When he was in jail my husband fasted for four days and realized he was wrong on some things. He decided to cooperate with the law enforcement officers and all charges were dropped. He turned back into the man I married. Now, ten years later we are still ironing out some of the tax issues but we still have our house. We have been through many things, including two more babies, moving to the country, starting our own business and the vicissitudes of life which happen to everyone. A movie I think shows many principles of FW is Rob Roy, with Jessica Lange and Liam Neeson. That is my absolute favorite movie.
Last week I turned on the sound track in the kitchen and he heard it and started to cry. We became romantic, one of our sons walked in and we started laughing. He thought he had said something funny. My friend has not had as dramatic an experience but she and her husband have been landlords, had financial problems, been foster parents and still have a great marriage.
After five years my friend and I decided to teach an FW class. We invited some women we knew, bought copies of the Study Guide and Workbook and got all excited about saving the world. We had an interesting experience. Of the five women we invited two just wanted to complain about their husbands. We really had a hard time keeping them on track. One is divorced, the other not happy - old before her time. One decided FW laid guilt on the woman, saying the marriage problems were the woman's fault. Her husband committed suicide shortly thereafter. Another decided FW was not Biblical enough for her. The last one was a young woman who went on to marry a man with emotional problems. She loves him, he loves her, they have two children and she is doing admirably even though he is far from the perfect husband.

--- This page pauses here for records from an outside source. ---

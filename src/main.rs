mod conversion;
use conversion::*;

use anyhow::Result;
use greedy_compress::analysis::threshold::CompressOptions;
use greedy_compress::error::AppError;
use greedy_compress::logging;
use greedy_compress::process::CompressionResult;
use greedy_compress::source::INPUT_EXTENSIONS;
use greedy_compress::state::{Session, UiState};
use greedy_compress::taskstatus::*;
use gtk::gdk::Display;
use gtk::glib::{MainContext, Priority, Type};
use gtk::{
    gio, prelude::*, Adjustment, CssProvider, Label, Picture, ProgressBar, ScrolledWindow,
    TextBuffer, STYLE_PROVIDER_PRIORITY_APPLICATION,
};
use gtk::{glib, AlertDialog, Application, ApplicationWindow, Builder, Button};
use log::{debug, error, info, warn};
use std::cell::RefCell;
use std::path::PathBuf;
use std::rc::Rc;
use std::time::Duration;

const TASK_NAME: &str = "Compressing";

// Short pause between progress waves so the window keeps repainting
const WORKER_PACE: Duration = Duration::from_millis(1);

fn main() -> Result<glib::ExitCode> {
    let application = gtk::Application::new(
        Some("com.github.greedycompress"),
        Default::default(),
    );

    let ui_state = Rc::new(RefCell::new(match UiState::load_from_userhome() {
        Ok(mut ss) => {
            ss.validate_paths();
            ss
        }
        Err(_) => UiState::default(),
    }));

    application.connect_activate(build_styles);
    application.connect_activate(glib::clone!(@strong ui_state => move |app| {
        build_ui(app, ui_state.clone());
    }));
    let exitcode = application.run();

    ui_state.borrow().save_to_userhome()?;
    Ok(exitcode)
}

macro_rules! bind_object {
    ($builder:expr, $obj_id:expr) => {
        if let Some(obj) = $builder.object($obj_id) {
            obj
        } else {
            panic!("Failed to bind object with id '{}'", $obj_id);
        }
    };
}

macro_rules! set_status {
    ($builder:expr, $text:expr) => {
        let lbl_status: Label = bind_object!($builder, "lbl_status");
        lbl_status.set_label($text);
    };
}

macro_rules! show_error {
    ($window:expr, $detail:expr) => {
        let info_dialog = AlertDialog::builder()
            .modal(true)
            .message("Error")
            .detail($detail)
            .build();
        info_dialog.show(Some(&$window));
    };
}

fn build_styles(_application: &Application) {
    let provider = CssProvider::new();
    provider.load_from_data(include_str!("../assets/styles.css"));

    let display = match Display::default() {
        Some(display) => display,
        None => {
            warn!("Could not connect to a display, skipping styles");
            return;
        }
    };

    gtk::style_context_add_provider_for_display(
        &display,
        &provider,
        STYLE_PROVIDER_PRIORITY_APPLICATION,
    );
}

#[allow(deprecated)]
fn build_ui(application: &Application, ui_state: Rc<RefCell<UiState>>) {
    let ui_src = include_str!("../assets/greedy-compress.ui");
    let builder = Builder::from_string(ui_src);

    ////////
    // Logging
    ////////
    let log_buffer: TextBuffer = bind_object!(builder, "txt_log_buffer");
    let scrl_log_output: ScrolledWindow = bind_object!(builder, "scrl_log_output");
    let (log_sender, log_receiver) = MainContext::channel::<String>(Priority::default());

    if let Err(why) = logging::init_with_hook("info", move |s| {
        let _ = log_sender.send(s.to_owned());
    }) {
        eprintln!("Logging already initialized: {}", why);
    }

    log_receiver.attach(
        None,
        glib::clone!(@weak log_buffer, @weak scrl_log_output => @default-return glib::Continue(false),
            move |log_entry| {
                let mut end = log_buffer.end_iter();
                log_buffer.insert(&mut end, "\n");
                log_buffer.insert(&mut end, &log_entry);

                // Scroll to bottom
                let vadjustment = scrl_log_output.vadjustment();
                vadjustment.set_value(vadjustment.upper());

                glib::Continue(true)
            }
        ),
    );

    info!("Starting Greedy Compress");

    let session = Rc::new(RefCell::new(Session::new(CompressOptions {
        pace: Some(WORKER_PACE),
    })));

    let window: ApplicationWindow = bind_object!(builder, "GreedyCompressApplicationMain");
    window.set_application(Some(application));

    let img_original: Picture = bind_object!(builder, "img_original");
    let img_compressed: Picture = bind_object!(builder, "img_compressed");

    ////////
    // Image selection
    ////////
    let btn_select: Button = bind_object!(builder, "btn_select");
    let b = builder.clone();
    btn_select.connect_clicked(glib::clone!(@weak window, @weak img_original, @strong session, @strong ui_state, @weak b as builder => move |_| {
        debug!("Opening image");
        let initial = ui_state.borrow().last_opened_folder.clone();
        open_image_file("Select an Image", &window, initial, glib::clone!(@weak window, @weak img_original, @strong session, @strong ui_state, @weak builder => move |f| {
            debug!("Opened: {:?}", f);
            let loaded = session.borrow_mut().select(&f);
            match loaded {
                Ok(buffer) => {
                    match preview_pixbuf(&buffer) {
                        Ok(pix) => img_original.set_pixbuf(Some(&pix)),
                        Err(why) => error!("Failed to build preview: {:?}", why),
                    }
                    let name = f.file_name().map(|n| n.to_string_lossy().into_owned()).unwrap_or_default();
                    set_status!(builder, &format!("Selected: {}", name));
                    if let Some(parent) = f.parent() {
                        info!("Setting last opened folder to {:?}", parent);
                        ui_state.borrow_mut().last_opened_folder = Some(parent.to_owned());
                    }
                }
                Err(why) => {
                    error!("Failed to load image: {}", why);
                    show_error!(window, &why.to_string());
                }
            }
        }));
    }));

    ////////
    // Threshold
    ////////
    let adj_threshold: Adjustment = bind_object!(builder, "adj_threshold");
    let lbl_threshold_value: Label = bind_object!(builder, "lbl_threshold_value");
    let initial_threshold = session
        .borrow_mut()
        .set_threshold(ui_state.borrow().last_threshold as i64);
    adj_threshold.set_value(initial_threshold.value() as f64);
    lbl_threshold_value.set_label(&format!("Threshold: {}", initial_threshold));
    adj_threshold.connect_value_changed(glib::clone!(@weak lbl_threshold_value, @strong session, @strong ui_state => move |e| {
        let threshold = session.borrow_mut().set_threshold(e.value().round() as i64);
        ui_state.borrow_mut().last_threshold = threshold.value();
        lbl_threshold_value.set_label(&format!("Threshold: {}", threshold));
    }));

    ////////
    // Compression
    ////////
    let (process_sender, process_receiver) = MainContext::channel::<TaskStatusContainer>(Priority::default());
    let (result_sender, result_receiver) = MainContext::channel::<CompressionResult>(Priority::default());

    let btn_compress: Button = bind_object!(builder, "btn_compress");
    let progress: ProgressBar = bind_object!(builder, "prg_task_progress");
    let b = builder.clone();
    btn_compress.connect_clicked(glib::clone!(@weak window, @weak progress, @strong session, @weak b as builder => move |_| {
        info!("Compress clicked");
        if session.borrow().is_busy() {
            debug!("Ignoring compress request, a run is already active");
            return;
        }

        progress.set_fraction(0.0);
        let ps = process_sender.clone();
        let rs = result_sender.clone();
        set_task_status(&ps, TASK_NAME, 0.0);

        let started = session.borrow_mut().compress(
            StatusSink::new(ps.clone(), TASK_NAME),
            move |result| {
                if rs.send(result).is_err() {
                    error!("Failed to send compression result");
                }
                set_task_completed(&ps);
            },
        );

        match started {
            Ok(()) => {}
            Err(AppError::NoImageSelected) => {
                set_task_completed(&process_sender);
                show_error!(window, "Please select an image first!");
            }
            Err(why) => {
                set_task_completed(&process_sender);
                set_status!(builder, &format!("Error: {}", why));
            }
        }
    }));

    ////////
    // Task Monitor
    ////////
    let lbl_task_status: Label = bind_object!(builder, "lbl_task_status");
    process_receiver.attach(
        None,
        glib::clone!(@weak lbl_task_status, @weak progress, @weak btn_compress => @default-return glib::Continue(false),
            move |proc_status| {
                match &proc_status.status {
                    Some(TaskStatus::TaskPercentage(task_name, percent)) => {
                        progress.set_fraction(percent / 100.0);
                        lbl_task_status.set_label(&format!("{} ({:.0}%)", task_name, percent));
                        btn_compress.set_sensitive(false);
                    }
                    None => {
                        btn_compress.set_sensitive(true);
                        lbl_task_status.set_label("Ready");
                    }
                };
                glib::Continue(true)
            }
        ),
    );

    let b = builder.clone();
    result_receiver.attach(
        None,
        glib::clone!(@weak img_compressed, @weak progress, @weak b as builder => @default-return glib::Continue(false),
            move |result| {
                match result {
                    Ok(outcome) => {
                        progress.set_fraction(1.0);
                        match preview_pixbuf(&outcome.buffer) {
                            Ok(pix) => img_compressed.set_pixbuf(Some(&pix)),
                            Err(why) => error!("Failed to build preview: {:?}", why),
                        }
                        info!(
                            "{:.1}% of channel values zeroed at threshold {}",
                            outcome.stats.zeroed_percent(),
                            outcome.threshold
                        );
                        set_status!(builder, "Compression completed. Click 'Download Image' to save.");
                    }
                    Err(why) => {
                        set_status!(builder, &format!("Error: {}", why));
                    }
                }
                glib::Continue(true)
            }
        ),
    );

    ////////
    // Download
    ////////
    let btn_download: Button = bind_object!(builder, "btn_download");
    let b = builder.clone();
    btn_download.connect_clicked(glib::clone!(@weak window, @strong session, @strong ui_state, @weak b as builder => move |_| {
        if session.borrow().latest_compressed().is_none() {
            show_error!(window, "No compressed image available. Please compress an image first.");
            return;
        }

        let initial = ui_state.borrow().last_opened_folder.clone();
        save_image_file("Save Compressed Image", &window, initial, glib::clone!(@strong session, @weak builder => move |f| {
            match session.borrow().save_compressed_opt(f) {
                Ok(written) => {
                    let name = written.file_name().map(|n| n.to_string_lossy().into_owned()).unwrap_or_default();
                    set_status!(builder, &format!("Image saved: {}", name));
                }
                Err(AppError::EncodeError(why)) => {
                    warn!("Save failed: {}", why);
                    set_status!(builder, &why);
                }
                Err(why) => {
                    set_status!(builder, &format!("Error: {}", why));
                }
            }
        }));
    }));

    set_status!(builder, "Ready");
    window.present();
}

fn image_filters() -> gio::ListStore {
    let filters = gio::ListStore::new(Type::OBJECT);
    let image_filter = gtk::FileFilter::new();
    INPUT_EXTENSIONS.iter().for_each(|ext| {
        image_filter.add_suffix(ext);
    });
    image_filter.set_name(Some("Image Files"));
    filters.append(&image_filter);
    filters
}

fn initial_folder(initial_path: Option<PathBuf>) -> Option<gio::File> {
    initial_path
        .or_else(dirs::home_dir)
        .map(|p| gio::File::for_path(p))
}

fn open_image_file<F>(
    title: &str,
    window: &ApplicationWindow,
    initial_path: Option<PathBuf>,
    callback: F,
) where
    F: Fn(PathBuf) + 'static,
{
    let dialog = gtk::FileDialog::builder()
        .title(title)
        .accept_label("Open")
        .modal(true)
        .filters(&image_filters())
        .build();
    if let Some(folder) = initial_folder(initial_path) {
        dialog.set_initial_folder(Some(&folder));
    }

    dialog.open(Some(window), gio::Cancellable::NONE, move |file| {
        if let Ok(file) = file {
            match file.path() {
                Some(filename) => callback(filename),
                None => error!("Selected file has no local path"),
            }
        }
    });
}

fn save_image_file<F>(
    title: &str,
    window: &ApplicationWindow,
    initial_path: Option<PathBuf>,
    callback: F,
) where
    F: Fn(Option<PathBuf>) + 'static,
{
    let filters = gio::ListStore::new(Type::OBJECT);
    for (name, suffix) in [("PNG files", "png"), ("JPEG files", "jpg")] {
        let filter = gtk::FileFilter::new();
        filter.add_suffix(suffix);
        filter.set_name(Some(name));
        filters.append(&filter);
    }

    let dialog = gtk::FileDialog::builder()
        .title(title)
        .accept_label("Save")
        .modal(true)
        .filters(&filters)
        .initial_name("compressed.png")
        .build();
    if let Some(folder) = initial_folder(initial_path) {
        dialog.set_initial_folder(Some(&folder));
    }

    dialog.save(Some(window), gio::Cancellable::NONE, move |file| {
        // A dismissed dialog comes back as an error
        callback(file.ok().and_then(|f| f.path()));
    });
}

After our Study Class my friend and I felt we had failed somehow. FW had been so wonderful in our lives and our friends would not accept it. We wanted to cry. Many people we know refuse to read the book past a surface skimming. Then they complain about their marriages. We try to encourage them but it is frustrating. I would like to become authorized to teach FW. I am ready to try it again. I am sad to the point of illness at how many marriages I know that have fallen apart, after 20 or more years, or how many women are resigned to their roles as wives and mothers, rather than loving it and seeing it as the high calling that it is. I know that FW works. I know it is Biblical and I know we CAN live happily ever after with our Prince Charming !!!